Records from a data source

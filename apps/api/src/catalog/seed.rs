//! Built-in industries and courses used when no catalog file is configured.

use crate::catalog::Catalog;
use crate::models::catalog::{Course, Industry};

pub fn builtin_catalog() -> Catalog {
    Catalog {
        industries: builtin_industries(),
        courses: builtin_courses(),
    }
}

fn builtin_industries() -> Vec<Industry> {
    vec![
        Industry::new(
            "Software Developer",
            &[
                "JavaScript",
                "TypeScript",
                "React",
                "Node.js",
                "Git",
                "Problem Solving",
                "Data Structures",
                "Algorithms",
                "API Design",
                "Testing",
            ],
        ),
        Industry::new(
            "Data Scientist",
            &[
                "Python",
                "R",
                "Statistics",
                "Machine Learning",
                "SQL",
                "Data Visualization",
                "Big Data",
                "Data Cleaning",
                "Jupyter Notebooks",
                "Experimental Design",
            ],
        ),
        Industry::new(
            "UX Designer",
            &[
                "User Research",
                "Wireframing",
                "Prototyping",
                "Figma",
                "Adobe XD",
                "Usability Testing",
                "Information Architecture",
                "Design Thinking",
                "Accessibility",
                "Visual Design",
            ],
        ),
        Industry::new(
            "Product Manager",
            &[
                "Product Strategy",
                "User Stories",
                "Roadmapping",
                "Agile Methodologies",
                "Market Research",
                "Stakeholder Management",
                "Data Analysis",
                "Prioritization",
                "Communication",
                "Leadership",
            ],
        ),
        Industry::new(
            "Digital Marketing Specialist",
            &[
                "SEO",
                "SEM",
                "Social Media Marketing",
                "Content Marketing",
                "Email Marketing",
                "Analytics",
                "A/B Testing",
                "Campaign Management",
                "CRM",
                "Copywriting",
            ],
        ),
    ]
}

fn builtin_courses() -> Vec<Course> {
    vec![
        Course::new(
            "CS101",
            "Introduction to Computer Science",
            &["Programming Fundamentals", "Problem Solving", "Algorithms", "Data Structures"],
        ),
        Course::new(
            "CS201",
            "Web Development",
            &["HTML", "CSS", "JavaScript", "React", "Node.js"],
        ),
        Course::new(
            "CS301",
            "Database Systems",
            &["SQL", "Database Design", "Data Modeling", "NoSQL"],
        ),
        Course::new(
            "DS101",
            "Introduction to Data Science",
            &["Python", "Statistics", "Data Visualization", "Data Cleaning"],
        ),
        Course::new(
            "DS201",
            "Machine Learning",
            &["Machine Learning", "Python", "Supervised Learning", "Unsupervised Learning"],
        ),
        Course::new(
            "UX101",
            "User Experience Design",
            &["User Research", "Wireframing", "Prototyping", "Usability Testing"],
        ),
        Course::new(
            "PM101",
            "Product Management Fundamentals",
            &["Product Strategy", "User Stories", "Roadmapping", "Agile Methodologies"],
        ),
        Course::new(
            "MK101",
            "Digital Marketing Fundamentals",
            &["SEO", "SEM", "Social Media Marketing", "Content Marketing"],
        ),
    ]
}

* * *

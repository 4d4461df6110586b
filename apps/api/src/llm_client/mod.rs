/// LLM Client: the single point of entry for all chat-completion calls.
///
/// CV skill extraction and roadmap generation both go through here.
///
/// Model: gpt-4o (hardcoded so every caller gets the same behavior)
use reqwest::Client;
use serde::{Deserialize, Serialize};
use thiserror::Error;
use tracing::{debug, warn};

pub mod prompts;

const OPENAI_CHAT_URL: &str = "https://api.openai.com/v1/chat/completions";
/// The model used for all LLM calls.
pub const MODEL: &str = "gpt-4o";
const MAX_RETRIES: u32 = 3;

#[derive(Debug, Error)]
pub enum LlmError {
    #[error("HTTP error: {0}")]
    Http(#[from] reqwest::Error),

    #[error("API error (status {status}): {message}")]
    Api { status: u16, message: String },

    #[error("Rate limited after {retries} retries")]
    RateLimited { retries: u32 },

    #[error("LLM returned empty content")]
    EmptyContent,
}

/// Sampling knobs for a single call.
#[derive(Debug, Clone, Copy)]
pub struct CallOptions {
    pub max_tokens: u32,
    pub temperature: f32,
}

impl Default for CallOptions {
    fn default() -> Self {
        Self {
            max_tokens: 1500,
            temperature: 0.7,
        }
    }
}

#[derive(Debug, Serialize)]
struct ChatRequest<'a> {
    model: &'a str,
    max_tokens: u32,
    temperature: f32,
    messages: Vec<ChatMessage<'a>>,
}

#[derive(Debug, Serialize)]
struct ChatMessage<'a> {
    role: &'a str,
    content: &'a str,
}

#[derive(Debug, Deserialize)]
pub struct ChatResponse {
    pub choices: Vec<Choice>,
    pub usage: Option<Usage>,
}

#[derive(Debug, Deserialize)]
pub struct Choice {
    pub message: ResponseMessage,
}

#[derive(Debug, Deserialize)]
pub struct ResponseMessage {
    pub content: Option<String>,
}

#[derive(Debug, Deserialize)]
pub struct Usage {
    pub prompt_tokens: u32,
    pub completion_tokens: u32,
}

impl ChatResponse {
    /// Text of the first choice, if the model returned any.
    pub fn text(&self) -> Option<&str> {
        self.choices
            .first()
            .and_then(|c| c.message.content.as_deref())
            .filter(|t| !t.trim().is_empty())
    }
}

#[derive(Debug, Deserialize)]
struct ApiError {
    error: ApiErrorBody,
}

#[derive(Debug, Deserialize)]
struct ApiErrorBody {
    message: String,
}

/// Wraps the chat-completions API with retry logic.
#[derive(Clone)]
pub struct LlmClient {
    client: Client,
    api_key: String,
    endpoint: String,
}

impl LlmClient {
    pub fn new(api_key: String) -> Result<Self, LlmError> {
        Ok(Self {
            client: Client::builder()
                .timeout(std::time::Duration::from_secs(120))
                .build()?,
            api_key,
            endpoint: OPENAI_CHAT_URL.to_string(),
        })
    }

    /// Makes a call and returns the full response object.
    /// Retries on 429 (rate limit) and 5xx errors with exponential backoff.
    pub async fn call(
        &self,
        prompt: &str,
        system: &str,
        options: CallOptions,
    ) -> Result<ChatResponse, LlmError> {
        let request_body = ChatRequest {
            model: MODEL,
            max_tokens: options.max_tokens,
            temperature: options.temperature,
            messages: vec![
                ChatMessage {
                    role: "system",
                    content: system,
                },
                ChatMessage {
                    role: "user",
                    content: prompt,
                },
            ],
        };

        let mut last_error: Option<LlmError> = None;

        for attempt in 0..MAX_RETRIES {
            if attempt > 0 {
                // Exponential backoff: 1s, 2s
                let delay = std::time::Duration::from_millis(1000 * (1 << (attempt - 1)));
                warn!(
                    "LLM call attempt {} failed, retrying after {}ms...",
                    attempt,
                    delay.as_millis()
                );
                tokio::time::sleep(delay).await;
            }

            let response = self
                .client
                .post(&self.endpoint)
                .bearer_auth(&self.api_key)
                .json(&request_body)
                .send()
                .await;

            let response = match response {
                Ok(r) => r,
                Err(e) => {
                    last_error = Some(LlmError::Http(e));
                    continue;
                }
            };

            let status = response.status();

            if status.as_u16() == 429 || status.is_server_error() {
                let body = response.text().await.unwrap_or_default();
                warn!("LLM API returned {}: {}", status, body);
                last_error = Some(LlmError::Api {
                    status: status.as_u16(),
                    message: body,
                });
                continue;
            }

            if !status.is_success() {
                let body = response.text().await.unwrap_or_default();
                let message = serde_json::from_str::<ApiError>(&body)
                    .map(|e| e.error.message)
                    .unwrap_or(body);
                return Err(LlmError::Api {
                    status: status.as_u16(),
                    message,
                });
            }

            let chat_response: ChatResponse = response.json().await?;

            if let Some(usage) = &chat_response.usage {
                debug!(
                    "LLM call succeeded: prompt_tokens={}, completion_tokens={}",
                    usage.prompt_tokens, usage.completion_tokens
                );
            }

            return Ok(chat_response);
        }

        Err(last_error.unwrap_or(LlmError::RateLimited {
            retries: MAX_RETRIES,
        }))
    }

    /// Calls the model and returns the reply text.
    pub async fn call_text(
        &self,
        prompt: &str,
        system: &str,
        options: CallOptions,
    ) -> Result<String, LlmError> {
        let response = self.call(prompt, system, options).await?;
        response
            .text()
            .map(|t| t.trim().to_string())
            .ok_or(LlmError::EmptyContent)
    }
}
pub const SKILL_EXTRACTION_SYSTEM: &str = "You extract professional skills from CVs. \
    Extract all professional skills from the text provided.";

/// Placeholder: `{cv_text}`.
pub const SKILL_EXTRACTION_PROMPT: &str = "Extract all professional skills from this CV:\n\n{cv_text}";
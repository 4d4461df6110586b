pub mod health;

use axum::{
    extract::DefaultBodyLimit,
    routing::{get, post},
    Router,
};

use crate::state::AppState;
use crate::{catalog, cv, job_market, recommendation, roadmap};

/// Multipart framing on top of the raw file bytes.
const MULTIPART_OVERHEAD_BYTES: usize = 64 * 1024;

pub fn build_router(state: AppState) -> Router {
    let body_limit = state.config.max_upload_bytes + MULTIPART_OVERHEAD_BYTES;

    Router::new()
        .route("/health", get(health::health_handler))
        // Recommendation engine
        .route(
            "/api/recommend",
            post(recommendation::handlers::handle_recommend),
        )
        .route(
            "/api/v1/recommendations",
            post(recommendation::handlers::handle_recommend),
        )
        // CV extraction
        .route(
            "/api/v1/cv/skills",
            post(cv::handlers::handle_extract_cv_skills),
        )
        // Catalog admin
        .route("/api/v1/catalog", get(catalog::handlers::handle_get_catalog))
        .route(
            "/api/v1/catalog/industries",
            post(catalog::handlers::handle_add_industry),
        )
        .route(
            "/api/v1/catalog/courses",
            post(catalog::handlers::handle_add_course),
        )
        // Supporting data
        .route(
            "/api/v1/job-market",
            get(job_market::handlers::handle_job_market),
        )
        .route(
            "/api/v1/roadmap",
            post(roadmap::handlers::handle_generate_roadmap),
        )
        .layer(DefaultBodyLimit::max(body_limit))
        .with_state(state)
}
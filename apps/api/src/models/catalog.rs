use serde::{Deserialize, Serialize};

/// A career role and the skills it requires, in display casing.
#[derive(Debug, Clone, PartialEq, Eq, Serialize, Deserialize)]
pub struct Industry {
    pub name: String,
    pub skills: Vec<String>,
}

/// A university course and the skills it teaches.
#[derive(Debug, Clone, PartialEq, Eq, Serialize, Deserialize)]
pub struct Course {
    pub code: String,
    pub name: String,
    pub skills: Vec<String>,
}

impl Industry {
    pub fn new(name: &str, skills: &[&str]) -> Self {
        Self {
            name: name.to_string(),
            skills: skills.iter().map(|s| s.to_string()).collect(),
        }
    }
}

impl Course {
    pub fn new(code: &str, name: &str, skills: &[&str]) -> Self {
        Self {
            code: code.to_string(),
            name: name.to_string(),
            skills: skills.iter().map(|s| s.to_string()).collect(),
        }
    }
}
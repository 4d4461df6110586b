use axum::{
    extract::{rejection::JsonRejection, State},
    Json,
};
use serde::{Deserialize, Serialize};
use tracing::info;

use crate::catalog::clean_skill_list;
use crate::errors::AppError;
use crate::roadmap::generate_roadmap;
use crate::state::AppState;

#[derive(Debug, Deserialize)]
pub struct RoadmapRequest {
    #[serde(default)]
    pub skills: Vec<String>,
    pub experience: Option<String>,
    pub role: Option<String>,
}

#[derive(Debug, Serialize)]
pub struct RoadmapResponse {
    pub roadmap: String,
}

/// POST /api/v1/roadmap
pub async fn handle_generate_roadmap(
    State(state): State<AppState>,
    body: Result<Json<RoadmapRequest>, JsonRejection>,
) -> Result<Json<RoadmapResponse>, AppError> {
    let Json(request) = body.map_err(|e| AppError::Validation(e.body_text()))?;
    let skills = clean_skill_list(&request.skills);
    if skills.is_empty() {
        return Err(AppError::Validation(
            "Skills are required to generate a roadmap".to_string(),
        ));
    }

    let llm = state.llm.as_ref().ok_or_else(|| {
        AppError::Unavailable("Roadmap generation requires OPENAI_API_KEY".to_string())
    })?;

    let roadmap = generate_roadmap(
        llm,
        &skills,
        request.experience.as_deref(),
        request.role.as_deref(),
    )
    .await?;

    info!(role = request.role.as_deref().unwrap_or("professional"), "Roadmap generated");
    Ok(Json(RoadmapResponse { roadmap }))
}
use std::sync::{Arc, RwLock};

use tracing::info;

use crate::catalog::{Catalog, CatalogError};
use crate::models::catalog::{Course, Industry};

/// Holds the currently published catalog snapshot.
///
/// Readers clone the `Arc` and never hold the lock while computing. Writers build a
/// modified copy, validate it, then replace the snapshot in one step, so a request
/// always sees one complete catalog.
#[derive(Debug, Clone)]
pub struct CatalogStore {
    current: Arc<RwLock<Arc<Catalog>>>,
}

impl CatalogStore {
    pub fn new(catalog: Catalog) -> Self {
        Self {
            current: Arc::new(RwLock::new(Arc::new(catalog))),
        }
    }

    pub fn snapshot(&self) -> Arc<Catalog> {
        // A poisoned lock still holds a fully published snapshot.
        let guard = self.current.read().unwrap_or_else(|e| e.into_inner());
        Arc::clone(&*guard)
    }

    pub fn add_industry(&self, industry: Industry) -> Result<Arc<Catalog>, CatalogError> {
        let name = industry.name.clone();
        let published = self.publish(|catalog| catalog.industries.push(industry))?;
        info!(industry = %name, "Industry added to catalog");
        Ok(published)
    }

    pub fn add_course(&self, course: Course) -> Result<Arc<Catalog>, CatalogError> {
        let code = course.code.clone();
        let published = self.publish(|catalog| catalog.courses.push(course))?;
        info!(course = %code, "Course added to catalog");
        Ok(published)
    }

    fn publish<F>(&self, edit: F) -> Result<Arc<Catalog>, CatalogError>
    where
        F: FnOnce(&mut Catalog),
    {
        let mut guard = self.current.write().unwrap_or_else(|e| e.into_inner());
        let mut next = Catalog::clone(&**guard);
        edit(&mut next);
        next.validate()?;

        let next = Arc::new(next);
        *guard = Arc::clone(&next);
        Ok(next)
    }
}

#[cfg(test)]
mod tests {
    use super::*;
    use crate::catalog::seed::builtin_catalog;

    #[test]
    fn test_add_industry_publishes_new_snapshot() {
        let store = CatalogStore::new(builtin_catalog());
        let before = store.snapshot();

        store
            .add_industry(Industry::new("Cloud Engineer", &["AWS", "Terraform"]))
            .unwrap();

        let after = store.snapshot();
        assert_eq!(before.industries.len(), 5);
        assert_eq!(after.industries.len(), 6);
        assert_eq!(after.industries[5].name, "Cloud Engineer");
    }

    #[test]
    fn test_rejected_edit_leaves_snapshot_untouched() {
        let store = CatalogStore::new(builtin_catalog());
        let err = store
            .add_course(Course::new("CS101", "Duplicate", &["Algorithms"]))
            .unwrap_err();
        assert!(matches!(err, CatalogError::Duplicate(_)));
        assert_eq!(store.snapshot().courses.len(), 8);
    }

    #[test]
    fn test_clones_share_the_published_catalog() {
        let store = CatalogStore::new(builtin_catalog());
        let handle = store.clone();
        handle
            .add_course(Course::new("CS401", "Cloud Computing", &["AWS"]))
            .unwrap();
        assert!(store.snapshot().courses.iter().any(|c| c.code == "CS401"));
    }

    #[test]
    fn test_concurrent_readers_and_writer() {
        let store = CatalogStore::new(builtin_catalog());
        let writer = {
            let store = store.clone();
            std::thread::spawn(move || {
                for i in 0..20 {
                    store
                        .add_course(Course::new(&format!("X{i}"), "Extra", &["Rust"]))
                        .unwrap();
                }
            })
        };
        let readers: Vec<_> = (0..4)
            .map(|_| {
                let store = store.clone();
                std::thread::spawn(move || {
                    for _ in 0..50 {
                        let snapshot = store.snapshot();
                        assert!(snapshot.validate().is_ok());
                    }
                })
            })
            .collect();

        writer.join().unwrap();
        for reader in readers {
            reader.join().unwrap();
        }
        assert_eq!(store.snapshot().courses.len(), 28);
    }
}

...

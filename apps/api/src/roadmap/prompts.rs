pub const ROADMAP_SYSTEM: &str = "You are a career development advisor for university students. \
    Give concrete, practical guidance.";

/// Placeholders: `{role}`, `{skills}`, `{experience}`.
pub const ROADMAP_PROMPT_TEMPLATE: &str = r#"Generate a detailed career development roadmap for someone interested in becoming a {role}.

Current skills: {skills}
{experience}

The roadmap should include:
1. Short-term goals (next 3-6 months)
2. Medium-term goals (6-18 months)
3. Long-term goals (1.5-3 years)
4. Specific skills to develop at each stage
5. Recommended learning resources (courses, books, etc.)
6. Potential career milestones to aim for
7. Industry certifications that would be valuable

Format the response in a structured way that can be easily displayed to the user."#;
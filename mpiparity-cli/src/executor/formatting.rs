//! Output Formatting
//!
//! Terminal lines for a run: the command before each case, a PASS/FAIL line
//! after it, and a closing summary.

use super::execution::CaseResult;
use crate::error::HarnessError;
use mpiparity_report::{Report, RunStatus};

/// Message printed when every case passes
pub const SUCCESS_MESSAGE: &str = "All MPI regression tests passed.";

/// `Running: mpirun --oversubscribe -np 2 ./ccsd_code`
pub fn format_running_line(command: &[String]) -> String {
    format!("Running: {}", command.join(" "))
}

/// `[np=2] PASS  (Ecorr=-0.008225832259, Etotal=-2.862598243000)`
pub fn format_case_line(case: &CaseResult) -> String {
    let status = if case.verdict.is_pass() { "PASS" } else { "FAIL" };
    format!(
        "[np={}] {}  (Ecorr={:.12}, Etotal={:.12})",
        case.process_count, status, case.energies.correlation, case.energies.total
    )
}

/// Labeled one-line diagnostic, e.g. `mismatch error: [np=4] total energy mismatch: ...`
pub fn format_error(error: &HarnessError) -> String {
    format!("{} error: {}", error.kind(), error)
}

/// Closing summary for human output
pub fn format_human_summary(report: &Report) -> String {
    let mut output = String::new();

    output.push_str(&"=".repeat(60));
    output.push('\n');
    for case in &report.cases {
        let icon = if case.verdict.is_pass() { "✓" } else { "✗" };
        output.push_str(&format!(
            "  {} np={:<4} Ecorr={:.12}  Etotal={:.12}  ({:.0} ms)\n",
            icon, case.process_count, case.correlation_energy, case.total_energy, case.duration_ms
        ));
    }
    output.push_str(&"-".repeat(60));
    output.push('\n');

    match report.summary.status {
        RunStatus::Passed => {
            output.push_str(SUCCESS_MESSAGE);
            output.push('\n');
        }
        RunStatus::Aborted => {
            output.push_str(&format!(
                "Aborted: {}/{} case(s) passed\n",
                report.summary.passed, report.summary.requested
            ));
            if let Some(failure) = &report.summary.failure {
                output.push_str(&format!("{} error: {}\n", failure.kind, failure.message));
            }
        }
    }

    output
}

> **What needs to be done**
Lines in the data containing the string "icon" are to be counted; give that number alone.

> **Solution for this task**
2